NILTON SANTOS SABIA DAS COISAS: ‘PÕE O BELLINI, QUE É SÉRIO E SERÁ RESPEITADO POR TODOS’

Bellini sequer imaginaria ser um ídolo do futebol. Era menino, cursava o primário, mas já tinha como fãs especiais os professores. O grande capitão da Seleção Brasileira na Copa de 1958 faria anos neste dia 7 de junho. A seguir, os primeiros momentos dele no futebol. Boa leitura.

por André Felipe de Lima


Filho de Hermínio Bellini e Carolina Levatti, Hilderaldo Luiz Bellini nasceu em Itapira, interior paulista, no dia 7 de junho de 1930, mas só foi registrado em cartório no dia 21 do mesmo mês. Deveria se chamar Ederaldo, em homenagem ao médico Ederaldo Prado Queiroz Telles, de Mogi-Mirim, onde Maria, irmã mais velha do menino Hilderaldo e também sua madrinha, morava com o marido e a filha Ivone. Durante a cerimônia de batismo, como narra Giselda Bellini, que se tornaria esposa do futuro craque e sua principal biógrafa (Bellini: O primeiro capitão campeão, Ed.Prata, 2015), o padre exigiu um nome de santo católico. Dona Carolina imediatamente sugeriu “Luiz” como o segundo nome. O primeiro seria mesmo Ederaldo. “Seria” é o tempo verbal correto, porque o tabelião escorregou feio no momento de datilografar o registro do garoto. Sabe-se lá por qual motivo ele fez o mais difícil, e escreveu “Hilderaldo”. E assim ficou lavrado.

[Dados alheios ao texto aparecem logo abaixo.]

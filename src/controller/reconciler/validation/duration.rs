//! # Duration Validation
//!
//! Parses the duration strings users put in annotations.

use regex::Regex;
use std::sync::LazyLock;
use std::time::Duration;

static DURATION_FORMAT: LazyLock<Option<Regex>> =
    LazyLock::new(|| Regex::new(r"^(?:\d+(?:ms|s|m|h|d))+$").ok());

static DURATION_PART: LazyLock<Option<Regex>> =
    LazyLock::new(|| Regex::new(r"(?P<number>\d+)(?P<unit>ms|s|m|h|d)").ok());

/// Invalid duration string
#[derive(Debug, Clone, PartialEq, Eq, thiserror::Error)]
#[error("invalid duration {0:?}")]
pub struct InvalidDuration(pub String);

/// Parse a duration such as `"90s"`, `"5m"`, `"1h30m"` or `"2d"`
///
/// One or more `<number><unit>` groups are summed. Units are `ms`, `s`, `m`,
/// `h` and `d`; matching is case-insensitive and surrounding whitespace is
/// ignored.
///
/// # Errors
///
/// Returns `InvalidDuration` for empty input, unknown units, or overflow.
pub fn parse_duration(duration_str: &str) -> Result<Duration, InvalidDuration> {
    let invalid = || InvalidDuration(duration_str.to_string());
    let normalized = duration_str.trim().to_lowercase();

    let (Some(format), Some(part)) = (DURATION_FORMAT.as_ref(), DURATION_PART.as_ref()) else {
        return Err(invalid());
    };
    if !format.is_match(&normalized) {
        return Err(invalid());
    }

    let mut total = Duration::ZERO;
    for captures in part.captures_iter(&normalized) {
        let number: u64 = captures["number"].parse().ok().ok_or_else(invalid)?;
        let millis_per_unit: u64 = match &captures["unit"] {
            "ms" => 1,
            "s" => 1_000,
            "m" => 60_000,
            "h" => 3_600_000,
            "d" => 86_400_000,
            _ => return Err(invalid()),
        };
        let millis = number.checked_mul(millis_per_unit).ok_or_else(invalid)?;
        total = total
            .checked_add(Duration::from_millis(millis))
            .ok_or_else(invalid)?;
    }

    Ok(total)
}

O pai do menino Bellini, um imigrante italiano tradicionalíssimo, trabalhava como carroceiro para sustentar a numerosa prole composta por 12 filhos, seis deles sequer atingiram a idade de dois anos. A maioria morreu vítima da pneumonia. Hilderaldo, que era o penúltimo da prole, não os conheceu. A vida seguia para o arrojado casal Bellini. Detinham, afinal, um vigor transformador passado aos filhos. O garoto Hilderaldo foi, talvez, o principal herdeiro de Hermínio e Carolina nesse quesito. Acordava às 5h para ajudar o pai. Religiosamente todos os dias.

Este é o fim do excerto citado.